It was gestalt psychologists that took issue with elementalism (Kohler 1929), that all perception/consciousness can be broken down into component parts. The expression ‘the whole is greater than the sum of the parts’ originates from Gestaltism. Even though this field of study had little to say about how the brain processes perception/ consciousness (Schiller and Tehovnik 2015), variations of it were adopted by neuroscience, such as the expression ‘binding’, the idea that perceptual/conscious events had to be bound together to become meaningful to an organism (see Figure 1, Singer 2001). Hitherto many theories have been advanced on how the brain binds information to subserve perception/ consciousness, but no one theory has successfully advanced our understanding of how the brain combines information. Such a process is necessary for the generation of language, music, mathematics, art, and dance.

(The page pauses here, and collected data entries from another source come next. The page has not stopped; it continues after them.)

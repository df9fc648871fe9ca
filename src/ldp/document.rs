//! Stored resource documents
//!
//! A `ResourceDocument` is the unit the store keeps per resource name. It
//! holds only what clients wrote; containment and membership triples are
//! derived at read time and never appear in `triples`.

use crate::rdf::namespace::ldp;
use crate::rdf::{NamedNode, Triple};
use std::fmt;

/// LDP interaction model of a resource
#[derive(Debug, Clone, Copy, PartialEq, Eq, Hash)]
pub enum InteractionModel {
    RdfSource,
    BasicContainer,
    DirectContainer,
}

impl InteractionModel {
    pub fn is_container(&self) -> bool {
        !matches!(self, InteractionModel::RdfSource)
    }

    /// IRI of the most specific LDP type
    pub fn type_iri(&self) -> &'static str {
        match self {
            InteractionModel::RdfSource => ldp::RDF_SOURCE,
            InteractionModel::BasicContainer => ldp::BASIC_CONTAINER,
            InteractionModel::DirectContainer => ldp::DIRECT_CONTAINER,
        }
    }

    /// Every LDP type advertised in `Link: rel="type"` headers
    pub fn link_types(&self) -> Vec<&'static str> {
        let mut types = vec![ldp::RESOURCE, ldp::RDF_SOURCE];
        if self.is_container() {
            types.push(ldp::CONTAINER);
            types.push(self.type_iri());
        }
        types
    }
}

impl fmt::Display for InteractionModel {
    fn fmt(&self, f: &mut fmt::Formatter<'_>) -> fmt::Result {
        let name = match self {
            InteractionModel::RdfSource => "RDFSource",
            InteractionModel::BasicContainer => "BasicContainer",
            InteractionModel::DirectContainer => "DirectContainer",
        };
        f.write_str(name)
    }
}

/// The single membership relation a Direct Container declares
#[derive(Debug, Clone, PartialEq, Eq, Hash)]
pub enum MemberRelation {
    /// `ldp:hasMemberRelation`: `(membershipResource, rel, member)`
    HasMember(NamedNode),
    /// `ldp:isMemberOfRelation`: `(member, rel, membershipResource)`
    IsMemberOf(NamedNode),
}

/// Membership metadata of a Direct Container
#[derive(Debug, Clone, PartialEq, Eq, Hash)]
pub struct Membership {
    pub resource: NamedNode,
    pub relation: MemberRelation,
}

/// Back-reference kept on a membership resource
#[derive(Debug, Clone, PartialEq, Eq, Hash)]
pub struct MembershipBackRef {
    pub container: NamedNode,
    pub has_member_relation: Option<NamedNode>,
}

/// Stored form of a resource
#[derive(Debug, Clone, PartialEq)]
pub struct ResourceDocument {
    pub name: NamedNode,
    pub triples: Vec<Triple>,
    pub contained_by: Option<NamedNode>,
    /// `None` for a reservation placeholder or a membership stub
    pub interaction_model: Option<InteractionModel>,
    pub membership: Option<Membership>,
    pub membership_resource_for: Vec<MembershipBackRef>,
    /// Held by an in-flight creation; independent of back-references
    pub reserved: bool,
    pub deleted: bool,
}

impl ResourceDocument {
    /// Membership stub: a name that only carries back-references
    pub fn stub(name: NamedNode) -> Self {
        Self {
            name,
            triples: Vec::new(),
            contained_by: None,
            interaction_model: None,
            membership: None,
            membership_resource_for: Vec::new(),
            reserved: false,
            deleted: false,
        }
    }

    /// Placeholder holding a reserved name
    pub fn placeholder(name: NamedNode) -> Self {
        Self {
            reserved: true,
            ..Self::stub(name)
        }
    }

    pub fn new(name: NamedNode, triples: Vec<Triple>, interaction_model: InteractionModel) -> Self {
        Self {
            triples,
            interaction_model: Some(interaction_model),
            ..Self::stub(name)
        }
    }

    /// Materialized and not tombstoned
    pub fn is_live(&self) -> bool {
        !self.deleted && self.interaction_model.is_some()
    }

    /// Reserved name that no creation has materialized yet, whether or not
    /// a container registered it as a membership resource meanwhile
    pub fn is_placeholder(&self) -> bool {
        self.reserved && !self.deleted && self.interaction_model.is_none()
    }

    /// Unmaterialized and unreserved; only back-references hold the name
    pub fn is_stub(&self) -> bool {
        !self.reserved && !self.deleted && self.interaction_model.is_none()
    }

    /// A stub without back-references: nothing holds the name any more
    pub fn is_vacant(&self) -> bool {
        self.is_stub() && self.membership_resource_for.is_empty()
    }

    pub fn is_container(&self) -> bool {
        self.interaction_model.map_or(false, |m| m.is_container())
    }

    pub fn membership_resource(&self) -> Option<&NamedNode> {
        self.membership.as_ref().map(|m| &m.resource)
    }

    pub fn has_member_relation(&self) -> Option<&NamedNode> {
        match self.membership.as_ref().map(|m| &m.relation) {
            Some(MemberRelation::HasMember(rel)) => Some(rel),
            _ => None,
        }
    }

    pub fn is_member_of_relation(&self) -> Option<&NamedNode> {
        match self.membership.as_ref().map(|m| &m.relation) {
            Some(MemberRelation::IsMemberOf(rel)) => Some(rel),
            _ => None,
        }
    }

    /// Record that `container` uses this document as its membership resource
    pub fn add_back_ref(&mut self, container: &ResourceDocument) {
        self.membership_resource_for.retain(|r| r.container != container.name);
        self.membership_resource_for.push(MembershipBackRef {
            container: container.name.clone(),
            has_member_relation: container.has_member_relation().cloned(),
        });
    }

    /// Returns true when a back-reference was removed
    pub fn remove_back_ref(&mut self, container: &NamedNode) -> bool {
        let before = self.membership_resource_for.len();
        self.membership_resource_for.retain(|r| &r.container != container);
        before != self.membership_resource_for.len()
    }

    /// Clear content for a tombstone; the name stays taken
    pub fn tombstone(&mut self) {
        self.deleted = true;
        self.reserved = false;
        self.triples.clear();
        self.contained_by = None;
        self.membership = None;
    }
}
#[tokio::test]
async fn test_resource_type_override_forces_rdf_source() {
    let service = service().await;
    let req = with_header(
        request(ROOT, BASIC),
        "link",
        "<http://www.w3.org/ns/ldp#Resource>; rel=\"type\"",
    );
    let created = service.handle(&Method::POST, req).await;
    assert_eq!(created.status, StatusCode::CREATED);
    let link = created.header("link").unwrap();
    assert!(link.contains(ldp::RDF_SOURCE));
    assert!(!link.contains(ldp::BASIC_CONTAINER));
}

#[tokio::test]
async fn test_direct_container_has_member_relation() {
    let service = service().await;
    let owner = create(&service, ROOT, "owner", "<> <http://purl.org/dc/terms/title> \"Owner\" .").await;
    let dc = create(
        &service,
        ROOT,
        "dc",
        &format!(
            "@prefix ldp: <http://www.w3.org/ns/ldp#> .\n\
             <> a ldp:DirectContainer ; ldp:membershipResource <{}> ; \
             ldp:hasMemberRelation <http://example.org/ns#member> .",
            owner
        ),
    )
    .await;
    let member = create(&service, &dc, "m", "").await;

    let expected = Triple::link(&iri(&owner), &iri("http://example.org/ns#member"), &iri(&member));

    let response = get(&service, &owner).await;
    assert!(body_triples(&response, &owner).contains(&expected));

    let include = with_header(
        LdpRequest::new(owner.clone()),
        "prefer",
        "return=representation; include=\"http://www.w3.org/ns/ldp#PreferMembership\"",
    );
    let response = service.handle(&Method::GET, include).await;
    assert!(body_triples(&response, &owner).contains(&expected));

    // owner is not a container, so omit is ignored there
    let omit = with_header(
        LdpRequest::new(owner.clone()),
        "prefer",
        "return=representation; omit=\"http://www.w3.org/ns/ldp#PreferMembership\"",
    );
    let response = service.handle(&Method::GET, omit).await;
    assert!(response.header("preference-applied").is_none());
    assert!(body_triples(&response, &owner).contains(&expected));

    // membership triples are never stored on the owner
    let stored = service.store().get(&iri(&owner)).await.unwrap().unwrap();
    assert!(!stored.triples.contains(&expected));

    // and deleting the member removes the triple
    service.handle(&Method::DELETE, LdpRequest::new(member.clone())).await;
    let response = get(&service, &owner).await;
    assert!(!body_triples(&response, &owner).contains(&expected));
}

#[tokio::test]
async fn test_direct_container_is_member_of_relation() {
    let service = service().await;
    let owner = create(&service, ROOT, "group", "").await;
    let dc = create(
        &service,
        ROOT,
        "dc",
        &format!(
            "@prefix ldp: <http://www.w3.org/ns/ldp#> .\n\
             <> a ldp:DirectContainer ; ldp:membershipResource <{}> ; \
             ldp:isMemberOfRelation <http://example.org/ns#memberOf> .",
            owner
        ),
    )
    .await;
    let member = create(&service, &dc, "m", "<> <http://purl.org/dc/terms/title> \"M\" .").await;

    let expected = Triple::link(&iri(&member), &iri("http://example.org/ns#memberOf"), &iri(&owner));
    let response = get(&service, &member).await;
    assert!(body_triples(&response, &member).contains(&expected));

    // the triple survives an update that leaves it out
    let etag = response.header("etag").unwrap().to_string();
    let put = with_header(request(&member, "<> <http://purl.org/dc/terms/title> \"M2\" ."), "if-match", &etag);
    assert_eq!(service.handle(&Method::PUT, put).await.status, StatusCode::NO_CONTENT);
    let response = get(&service, &member).await;
    assert!(body_triples(&response, &member).contains(&expected));
}

#[tokio::test]
async fn test_invalid_membership_patterns_conflict() {
    let service = service().await;

    let both = post(
        &service,
        ROOT,
        Some("both"),
        "@prefix ldp: <http://www.w3.org/ns/ldp#> .\n\
         <> a ldp:DirectContainer ; ldp:membershipResource <http://example.org/r/o> ; \
         ldp:hasMemberRelation <http://example.org/ns#a> ; ldp:isMemberOfRelation <http://example.org/ns#b> .",
    )
    .await;
    assert_eq!(both.status, StatusCode::CONFLICT);
    // the reserved name was given back
    assert!(service.store().get(&iri("http://example.org/r/both")).await.unwrap().is_none());

    let no_resource = post(
        &service,
        ROOT,
        None,
        "@prefix ldp: <http://www.w3.org/ns/ldp#> .\n\
         <> a ldp:DirectContainer ; ldp:hasMemberRelation <http://example.org/ns#a> .",
    )
    .await;
    assert_eq!(no_resource.status, StatusCode::CONFLICT);
}

#[tokio::test]
async fn test_containment_is_server_managed() {
    let service = service().await;
    let container = create(&service, ROOT, "c", BASIC).await;
    let child = create(&service, &container, "a", "").await;

    // asserting containment on creation
    let forged = post(
        &service,
        ROOT,
        Some("forged"),
        "<> a <http://www.w3.org/ns/ldp#BasicContainer> ; <http://www.w3.org/ns/ldp#contains> <http://example.org/elsewhere> .",
    )
    .await;
    assert_eq!(forged.status, StatusCode::CONFLICT);

    let etag = get(&service, &container).await.header("etag").unwrap().to_string();

    // adding a containment triple on update
    let tamper = with_header(
        request(
            &container,
            &format!("{} <> <{}> <{}>, <http://example.org/r/c/zz> .", BASIC, ldp::CONTAINS, child),
        ),
        "if-match",
        &etag,
    );
    assert_eq!(service.handle(&Method::PUT, tamper).await.status, StatusCode::CONFLICT);

    // repeating the current containment unchanged is fine
    let same = with_header(
        request(&container, &format!("{} <> <{}> <{}> .", BASIC, ldp::CONTAINS, child)),
        "if-match",
        &etag,
    );
    assert_eq!(service.handle(&Method::PUT, same).await.status, StatusCode::NO_CONTENT);

    let stored = service.store().get(&iri(&container)).await.unwrap().unwrap();
    assert!(stored.triples.iter().all(|t| t.predicate.as_str() != ldp::CONTAINS));
}

#[tokio::test]
async fn test_container_cannot_be_demoted() {
    let service = service().await;
    let container = create(&service, ROOT, "c", BASIC).await;
    let etag = get(&service, &container).await.header("etag").unwrap().to_string();

    let demote = with_header(request(&container, "<> <http://purl.org/dc/terms/title> \"x\" ."), "if-match", &etag);
    assert_eq!(service.handle(&Method::PUT, demote).await.status, StatusCode::CONFLICT);
}

#[tokio::test]
async fn test_put_creates_missing_resource() {
    let service = service().await;
    let uri = "http://example.org/r/by-put";
    let created = service
        .handle(&Method::PUT, request(uri, "<> <http://purl.org/dc/terms/title> \"P\" ."))
        .await;
    assert_eq!(created.status, StatusCode::CREATED);
    assert_eq!(created.header("location"), Some(uri));
    assert_eq!(get(&service, uri).await.status, StatusCode::OK);
}

#[tokio::test]
async fn test_prefer_minimal_container() {
    let service = service().await;
    let container = create(&service, ROOT, "c", BASIC).await;
    create(&service, &container, "a", "").await;

    let minimal = with_header(
        LdpRequest::new(container.clone()),
        "prefer",
        "return=representation; include=\"http://www.w3.org/ns/ldp#PreferMinimalContainer\"",
    );
    let response = service.handle(&Method::GET, minimal).await;
    assert_eq!(response.status, StatusCode::OK);
    assert_eq!(response.header("preference-applied"), Some("return=representation"));
    assert!(contained(&body_triples(&response, &container), &container).is_empty());

    let full = get(&service, &container).await;
    assert_ne!(full.header("etag"), response.header("etag"));
    assert_eq!(full.header("vary"), Some("Accept, Prefer"));
}

#[tokio::test]
async fn test_if_none_match_returns_304() {
    let service = service().await;
    let etag = get(&service, ROOT).await.header("etag").unwrap().to_string();

    let conditional = with_header(LdpRequest::new(ROOT), "if-none-match", &etag);
    let response = service.handle(&Method::GET, conditional).await;
    assert_eq!(response.status, StatusCode::NOT_MODIFIED);
    assert!(response.body.is_none());
    assert_eq!(response.header("etag"), Some(etag.as_str()));
}
//! Document store adapter
//!
//! The orchestrator talks to persistence only through [`DocumentStore`].
//! Every operation is keyed on the unique resource name; the uniqueness
//! constraint behind [`DocumentStore::reserve_uri`] is the only point where
//! concurrent creations are serialized.

mod memory;
mod rocks;

pub use memory::MemoryStore;
pub use rocks::RocksStore;

use crate::ldp::ResourceDocument;
use crate::rdf::NamedNode;
use async_trait::async_trait;
use thiserror::Error;

/// Store errors
#[derive(Error, Debug)]
pub enum StoreError {
    /// Name already taken (reservation conflict)
    #[error("Duplicate name: {0}")]
    DuplicateName(String),

    /// No document with this name
    #[error("Document not found: {0}")]
    NotFound(String),

    /// Stored document failed validation on decode
    #[error("Corrupt document {name}: {reason}")]
    Corrupt { name: String, reason: String },

    /// RocksDB error
    #[error("RocksDB error: {0}")]
    RocksDb(#[from] rocksdb::Error),

    /// Serialization error
    #[error("Serialization error: {0}")]
    Serialization(#[from] bincode::Error),

    /// Column family error
    #[error("Column family error: {0}")]
    ColumnFamily(String),

    /// Blocking store task panicked or was cancelled
    #[error("Store task failed: {0}")]
    Task(String),
}

pub type StoreResult<T> = Result<T, StoreError>;

/// Persistence contract of the LDP engine.
///
/// `put` replaces the whole document except `membership_resource_for`,
/// which is owned by `register_membership` / `unregister_membership` and
/// survives every other write.
#[async_trait]
pub trait DocumentStore: Send + Sync {
    /// Fetch a document, including placeholders and tombstones
    async fn get(&self, name: &NamedNode) -> StoreResult<Option<ResourceDocument>>;

    /// Insert or replace a document
    async fn put(&self, document: &ResourceDocument) -> StoreResult<()>;

    /// Soft-delete: clear content and keep the name taken.
    ///
    /// Returns `NotFound` when nothing is stored under `name`.
    async fn tombstone(&self, name: &NamedNode) -> StoreResult<()>;

    /// Atomically claim `name` for a creation: insert a placeholder, or
    /// mark an unreserved membership stub as reserved. `DuplicateName` when
    /// the name is materialized, tombstoned or already reserved.
    async fn reserve_uri(&self, name: &NamedNode) -> StoreResult<()>;

    /// Undo `reserve_uri`.
    ///
    /// The reservation is cleared; the document is removed unless back-
    /// references registered meanwhile keep it as a stub. Materialized
    /// documents, tombstones and unreserved stubs are left untouched.
    async fn release_uri(&self, name: &NamedNode) -> StoreResult<()>;

    /// Names of live documents contained by `container`, sorted
    async fn get_containment(&self, container: &NamedNode) -> StoreResult<Vec<NamedNode>>;

    /// The document when it is a live Basic or Direct container
    async fn find_container(&self, name: &NamedNode) -> StoreResult<Option<ResourceDocument>>;

    /// Record `container` on its membership resource, creating a stub for
    /// the membership resource when it does not exist yet
    async fn register_membership(&self, container: &ResourceDocument) -> StoreResult<()>;

    /// Drop the back-reference from `membership_resource` to `container`
    async fn unregister_membership(
        &self,
        container: &NamedNode,
        membership_resource: &NamedNode,
    ) -> StoreResult<()>;
}
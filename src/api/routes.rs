//! API Routes
//!
//! Configures the Axum router with the demo server endpoints.

use axum::{routing::get, Router};
use tower_http::{
    cors::{Any, CorsLayer},
    trace::TraceLayer,
};

use super::handlers::{health_handler, topic_handler, AppState};

/// Creates the main router with all endpoints configured.
///
/// # Endpoints
/// - `GET /topics/:key` - Retrieve a cached topic
/// - `GET /health` - Health check endpoint
///
/// # Middleware
/// - CORS: Allows any origin
/// - Tracing: Logs all requests for debugging
pub fn create_router(state: AppState) -> Router {
    let cors = CorsLayer::new()
        .allow_origin(Any)
        .allow_methods(Any)
        .allow_headers(Any);

    Router::new()
        .route("/topics/:key", get(topic_handler))
        .route("/health", get(health_handler))
        .layer(cors)
        .layer(TraceLayer::new_for_http())
        .with_state(state)
}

We would suggest that a key factor that binds information together is reward. (i.e., having a goal), and this binding not only pertains to perception/ consciousness but also to body movement (see Figure 2). Indeed, the brain is a sensorimotor machine and the study of perception/ consciousness in the absence of body movement would be like building robots that have advanced sensory systems without a way to use these systems to move about (Clark 1998). For example, neural recordings were made in the motor and somato- sensory cortex (i.e., M1 and S1) of monkeys performing a center-out task with a forelimb for juice reward (examining a total of 485 neurons studied in three monkeys, Ramakrishnan, Lebedev et al. 2017). Up to 27% of the neurons in M1 and S1 fired in anticipation of reward delivery. Some neurons responded to a mismatch between reward anticipation and amount delivered. For some cells, a lower-than-expected reward caused increased firing, and for other cells a higher-than-expected reward caused decreased firing. Firing about the time of the reward differed for early versus late trials on the task. They also found licking-related neurons that were modulated by licking frequency. Only a small fraction of the reward neurons was modulated by licking. Accordingly, the ubiquity of the reward signal in neocortex synchronizes the behavior toward a common goal—getting the reward.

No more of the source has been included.